A few years back I posted a super simple recipe for zha jiang mian. I was in the mood for something spicier tonight and since it was already 8:30 pm and the hubby was hungry after flag football, whatever I made had to be quick and filling. I remembered that there was a new jar of toasted sesame paste sitting in my pantry so all we had to do was run to the store to pick up some bok choy and 30 minutes later, we were slurping down two bowls of hot and spicy dan dan noodles.
The thing that I love about dan dan noodles is that you can change it up depending on what you’re craving at that particular moment. Tonight, it was chilly outside so I was in the mood for something extra spicy with earthy warm flavors. In addition to the basic ingredients, I added douban chili bean sauce, ground cumin and a few other spices. In the summertime, I like to make cold dan dan noodles with smooth peanut butter instead of sesame paste and garnished with cucumber slices. Below is my spicy variation of dan dan noodles.
Serves 4
Prep Time + Cooking Time = 30 min
Ingredients
- 2 tablespoons of peanut oil
- 2 tablespoons minced ginger
- 2 tablespoons of minced garlic
- 2 scallions chopped, white parts separated
- 1 lb of ground pork marinated in 1 tablespoon of dark soy sauce, 2 tablespoons of regular soy sauce, and 1 tablespoon of toasted sesame oil
- 2 tablespoons of Chinese Shaoxing rice wine (substitute with dry sherry)
- handful of pickled Sichuan mustard greens “ya cai” (optional – adds extra flavor, Ching’s recipe substitutes it with sweet gherkins)
- 1 large bok choy, chopped
- 4 servings of Chinese dry wheat noodles
- garnish: chopped green parts of scallion and fried garlic
Sauce base
- 2 heaping tablespoons of toasted sesame paste (substitute with unsweetened smooth peanut butter or tahini+tsp of toasted sesame oil)
- 2 heaping tablespoons of douban chili broad bean sauce
- 1 teaspoon of toasted sesame oil
- 1 tablespoon of Sichuan chili oil with chili flakes
- 1 tablespoon of regular soy sauce
- 1 tablespoon of black Chinkiang vinegar (substitute with balsamic vinegar)
- 1/4 tsp ground coriander
- 1/4 tsp ground cumin
- 1/8 tsp ground 5 spice
- 3 cups chicken stock
- 1/4 – 1/2 tsp ground Sichuan peppercorn (the numbing stuff)
- pinch of sugar
Directions
- Combine all of your sauce base ingredients except the stock, peppercorn and sugar.

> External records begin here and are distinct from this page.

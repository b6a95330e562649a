//! Crate-level error type.
//!
//! Per-task failures never surface here; they are folded into
//! [`ExecutionOutcome`](crate::txn::ExecutionOutcome)s. These errors stop a
//! whole scenario or the harness itself.

use crate::engine::DbError;
use crate::pool::PoolError;

/// Result type for harness operations.
pub type Result<T> = std::result::Result<T, Error>;

#[derive(Debug, thiserror::Error)]
#[non_exhaustive]
pub enum Error {
    /// An engine command issued by the harness itself failed.
    #[error("{context}: {source}")]
    Db {
        context: String,
        #[source]
        source: DbError,
    },

    #[error(transparent)]
    Pool(#[from] PoolError),

    /// No task of a batch could reach the engine.
    #[error("no task could reach the engine: {reason}")]
    PoolUnavailable { reason: String },

    #[error("invalid batch: {0}")]
    InvalidBatch(String),

    #[error("unknown scenario: {name}")]
    UnknownScenario { name: String },

    #[error("configuration error: {0}")]
    Config(String),

    /// IO error with context.
    #[error("IO error in {context}: {source}")]
    Io {
        context: String,
        #[source]
        source: std::io::Error,
    },
}

impl Error {
    /// Create an engine error with context.
    pub fn db(context: impl Into<String>, source: DbError) -> Self {
        Self::Db {
            context: context.into(),
            source,
        }
    }

    /// Create an IO error with context.
    pub fn io(context: impl Into<String>, source: std::io::Error) -> Self {
        Self::Io {
            context: context.into(),
            source,
        }
    }

    pub fn unknown_scenario(name: impl Into<String>) -> Self {
        Self::UnknownScenario { name: name.into() }
    }

    /// Get the appropriate HTTP status code for this error.
    pub fn status_code(&self) -> u16 {
        match self {
            Self::UnknownScenario { .. } => 404,
            Self::InvalidBatch(_) => 400,
            Self::PoolUnavailable { .. } | Self::Pool(_) => 503,
            Self::Db { .. } | Self::Config(_) | Self::Io { .. } => 500,
        }
    }
}

#[cfg(test)]
mod tests {
    use super::*;

    #[test]
    fn test_status_codes() {
        assert_eq!(Error::unknown_scenario("nope").status_code(), 404);
        assert_eq!(Error::InvalidBatch("count".into()).status_code(), 400);
        assert_eq!(Error::Pool(PoolError::Closed).status_code(), 503);
        assert_eq!(
            Error::db("seed", DbError::connection_closed()).status_code(),
            500
        );
    }

    #[test]
    fn test_db_error_keeps_context() {
        let err = Error::db("bootstrap schema", DbError::syntax("bad"));
        assert!(err.to_string().starts_with("bootstrap schema: ERROR: bad"));
    }
}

- Boil a pot of water and blanch your bok choy quickly (I like mine crunchy). Divide and place at the bottom of your bowls.

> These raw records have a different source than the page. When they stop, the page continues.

//! SQLite-backed storage for the shared row.
//!
//! The store holds committed state only. Transactions buffer their writes
//! and hand them to [`ResourceStore::apply`] at commit, which writes them in
//! a single SQLite transaction.

use super::error::{DbError, SqlState};
use super::statement::TABLE;
use parking_lot::Mutex;
use rusqlite::{Connection, OptionalExtension, params};
use std::path::Path;

const CREATE_TABLE: &str =
    "CREATE TABLE IF NOT EXISTS t (id INTEGER PRIMARY KEY, name VARCHAR(64) UNIQUE, num INT)";

/// A buffered change to one row, applied at commit.
#[derive(Debug, Clone, Copy, PartialEq, Eq)]
pub enum RowWrite {
    /// Set `num` on an existing row.
    Update(i64),
    /// Insert the row, or set `num` to `on_conflict` if it exists.
    Upsert { num: i64, on_conflict: i64 },
    /// Insert the row; fails if the key exists.
    Insert(i64),
}

impl RowWrite {
    /// The value a read inside the writing transaction observes.
    pub fn visible_value(self, committed: Option<i64>) -> i64 {
        match self {
            Self::Update(num) | Self::Insert(num) => num,
            Self::Upsert { num, on_conflict } => {
                if committed.is_some() {
                    on_conflict
                } else {
                    num
                }
            },
        }
    }

    /// Folds a later write in the same transaction onto this one.
    pub fn then(self, later: RowWrite) -> RowWrite {
        match (self, later) {
            (Self::Insert(_) | Self::Upsert { .. }, Self::Update(num)) => Self::Upsert {
                num,
                on_conflict: num,
            },
            // The row is already visible to this transaction, so a later
            // upsert takes its conflict branch.
            (Self::Insert(_) | Self::Upsert { .. }, Self::Upsert { on_conflict, .. }) => {
                Self::Upsert {
                    num: on_conflict,
                    on_conflict,
                }
            },
            (_, later) => later,
        }
    }
}

/// Committed storage for table `t`.
///
/// # Thread Safety
///
/// The SQLite connection sits behind a mutex; every call is a short
/// synchronous critical section and never spans an `.await`.
pub struct ResourceStore {
    conn: Mutex<Connection>,
}

impl ResourceStore {
    /// Opens a private in-memory store.
    ///
    /// # Errors
    ///
    /// Returns an error if SQLite cannot allocate the database.
    pub fn in_memory() -> Result<Self, DbError> {
        Ok(Self {
            conn: Mutex::new(Connection::open_in_memory()?),
        })
    }

    /// Opens (or creates) a file-backed store.
    ///
    /// # Errors
    ///
    /// Returns an error if the database file cannot be opened.
    pub fn open<P: AsRef<Path>>(path: P) -> Result<Self, DbError> {
        Ok(Self {
            conn: Mutex::new(Connection::open(path)?),
        })
    }

    pub fn table_exists(&self) -> Result<bool, DbError> {
        let conn = self.conn.lock();
        let found: Option<String> = conn
            .query_row(
                "SELECT name FROM sqlite_master WHERE type = 'table' AND name = ?1",
                params![TABLE],
                |row| row.get(0),
            )
            .optional()?;
        Ok(found.is_some())
    }

    /// Creates table `t`.
    ///
    /// # Errors
    ///
    /// Fails when the table exists and `if_not_exists` is false.
    pub fn create_table(&self, if_not_exists: bool) -> Result<(), DbError> {
        if !if_not_exists && self.table_exists()? {
            return Err(DbError::new(
                SqlState::DuplicateTable,
                format!("relation \"{TABLE}\" already exists"),
            ));
        }
        self.conn.lock().execute_batch(CREATE_TABLE)?;
        Ok(())
    }

    /// Reads the committed `num` for `key`.
    pub fn get(&self, key: &str) -> Result<Option<i64>, DbError> {
        let conn = self.conn.lock();
        let num = conn
            .query_row("SELECT num FROM t WHERE name = ?1", params![key], |row| {
                row.get(0)
            })
            .optional()?;
        Ok(num)
    }

    /// Number of rows in table `t`.
    pub fn row_count(&self) -> Result<usize, DbError> {
        let conn = self.conn.lock();
        let count: i64 = conn.query_row("SELECT count(*) FROM t", [], |row| row.get(0))?;
        Ok(usize::try_from(count).unwrap_or(0))
    }

    /// Applies buffered writes atomically.
    ///
    /// # Errors
    ///
    /// Returns an error, with nothing applied, if any write fails.
    pub fn apply<'w, I>(&self, writes: I) -> Result<(), DbError>
    where
        I: IntoIterator<Item = (&'w String, &'w RowWrite)>,
    {
        let mut conn = self.conn.lock();
        let tx = conn.transaction()?;
        for (key, write) in writes {
            match *write {
                RowWrite::Update(num) => {
                    tx.execute("UPDATE t SET num = ?1 WHERE name = ?2", params![num, key])?;
                },
                RowWrite::Upsert { num, on_conflict } => {
                    tx.execute(
                        "INSERT INTO t (name, num) VALUES (?1, ?2) \
                         ON CONFLICT(name) DO UPDATE SET num = ?3",
                        params![key, num, on_conflict],
                    )?;
                },
                RowWrite::Insert(num) => {
                    let inserted = tx.execute(
                        "INSERT INTO t (name, num) VALUES (?1, ?2) ON CONFLICT(name) DO NOTHING",
                        params![key, num],
                    )?;
                    if inserted == 0 {
                        return Err(duplicate_key(key));
                    }
                },
            }
        }
        tx.commit()?;
        Ok(())
    }
}

pub(crate) fn duplicate_key(key: &str) -> DbError {
    DbError::new(
        SqlState::UniqueViolation,
        format!("duplicate key value violates unique constraint \"t_name_key\" (name)=({key})"),
    )
}

#[cfg(test)]
mod tests {
    use super::*;
    use std::collections::BTreeMap;

    fn store() -> ResourceStore {
        let store = ResourceStore::in_memory().unwrap();
        store.create_table(true).unwrap();
        store
    }

    #[test]
    fn test_upsert_is_idempotent() {
        let store = store();
        let key = "ian".to_string();
        let seed = RowWrite::Upsert {
            num: 777,
            on_conflict: 777,
        };
        for _ in 0..3 {
            store.apply([(&key, &seed)]).unwrap();
        }
        assert_eq!(store.row_count().unwrap(), 1);
        assert_eq!(store.get("ian").unwrap(), Some(777));
    }

    #[test]
    fn test_failed_apply_leaves_nothing_behind() {
        let store = store();
        let key = "ian".to_string();
        store.apply([(&key, &RowWrite::Insert(1))]).unwrap();

        let mut writes = BTreeMap::new();
        writes.insert("a".to_string(), RowWrite::Insert(5));
        writes.insert("ian".to_string(), RowWrite::Insert(2));
        let err = store.apply(&writes).unwrap_err();
        assert_eq!(err.code, SqlState::UniqueViolation);
        assert_eq!(store.get("a").unwrap(), None);
        assert_eq!(store.get("ian").unwrap(), Some(1));
    }

    #[test]
    fn test_create_table_twice() {
        let store = store();
        assert!(store.create_table(true).is_ok());
        let err = store.create_table(false).unwrap_err();
        assert_eq!(err.code, SqlState::DuplicateTable);
    }

    #[test]
    fn test_missing_table() {
        let store = ResourceStore::in_memory().unwrap();
        assert!(!store.table_exists().unwrap());
        assert_eq!(store.get("ian").unwrap_err().code, SqlState::UndefinedTable);
    }

    #[test]
    fn test_write_folding() {
        let insert = RowWrite::Insert(1);
        assert_eq!(
            insert.then(RowWrite::Update(9)),
            RowWrite::Upsert {
                num: 9,
                on_conflict: 9
            }
        );
        assert_eq!(RowWrite::Update(1).then(RowWrite::Update(2)), RowWrite::Update(2));
        assert_eq!(
            RowWrite::Upsert {
                num: 1,
                on_conflict: 3
            }
            .visible_value(Some(0)),
            3
        );
    }
}
/// Parses a duration setting value.
///
/// Bare numbers are milliseconds; `us`, `ms`, `s`, `min` and `h` units are
/// accepted. Zero disables the timeout.
pub fn parse_duration_setting(setting: Setting, raw: &str) -> Result<Duration, DbError> {
    let raw = raw.trim();
    let split = raw
        .find(|c: char| !(c.is_ascii_digit() || c == '.' || c == '-'))
        .unwrap_or(raw.len());
    let (number, unit) = raw.split_at(split);
    let invalid = || {
        DbError::new(
            SqlState::InvalidParameterValue,
            format!("invalid value for parameter \"{}\": \"{raw}\"", setting.name()),
        )
    };

    let value: f64 = number.parse().map_err(|_| invalid())?;
    let millis_per_unit = match unit.trim() {
        "" | "ms" => 1.0,
        "us" => 0.001,
        "s" => 1_000.0,
        "min" => 60_000.0,
        "h" => 3_600_000.0,
        _ => return Err(invalid()),
    };

    let millis = value * millis_per_unit;
    if !millis.is_finite() || !(0.0..=f64::from(i32::MAX)).contains(&millis) {
        return Err(DbError::new(
            SqlState::InvalidParameterValue,
            format!(
                "{raw} is outside the valid range for parameter \"{}\" (0 .. 2147483647)",
                setting.name()
            ),
        ));
    }
    Ok(duration_from_millis_f64(millis))
}

fn duration_from_millis_f64(millis: f64) -> Duration {
    Duration::from_nanos((millis * 1_000_000.0).round() as u64)
}

#[derive(Debug, Clone, PartialEq)]
enum Token {
    Word(String),
    Number(String),
    Str(String),
    Param(usize),
    Symbol(char),
}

- Add the noodles to the same pot of water and boil until cooked. Drain noodles and divide into your bowls.
- Stove turned on high, heat up oil and saute ginger, garlic, and white parts of scallion for a few seconds. Add in the marinated pork, combine and cook until browned.
- Add in your pickled mustard greens and splash in the rice wine.
- Add in your sauce base and stir until all of the ingredients are mixed together.
- Pour in your chicken stock and 1/4 tsp of the ground peppercorn. Give it another stir.
- Wait for the sauce to boil again and taste it. The douban sauce is already salty but add salt if needed. I added an additional 1/4 tsp ground peppercorn but this might be overpowering for some people. Balance out the mixture with a pinch of sugar.
- Ladle the meat sauce over the noodles making sure each bowl gets enough broth.
- Garnish with chopped green scallion and fried garlic.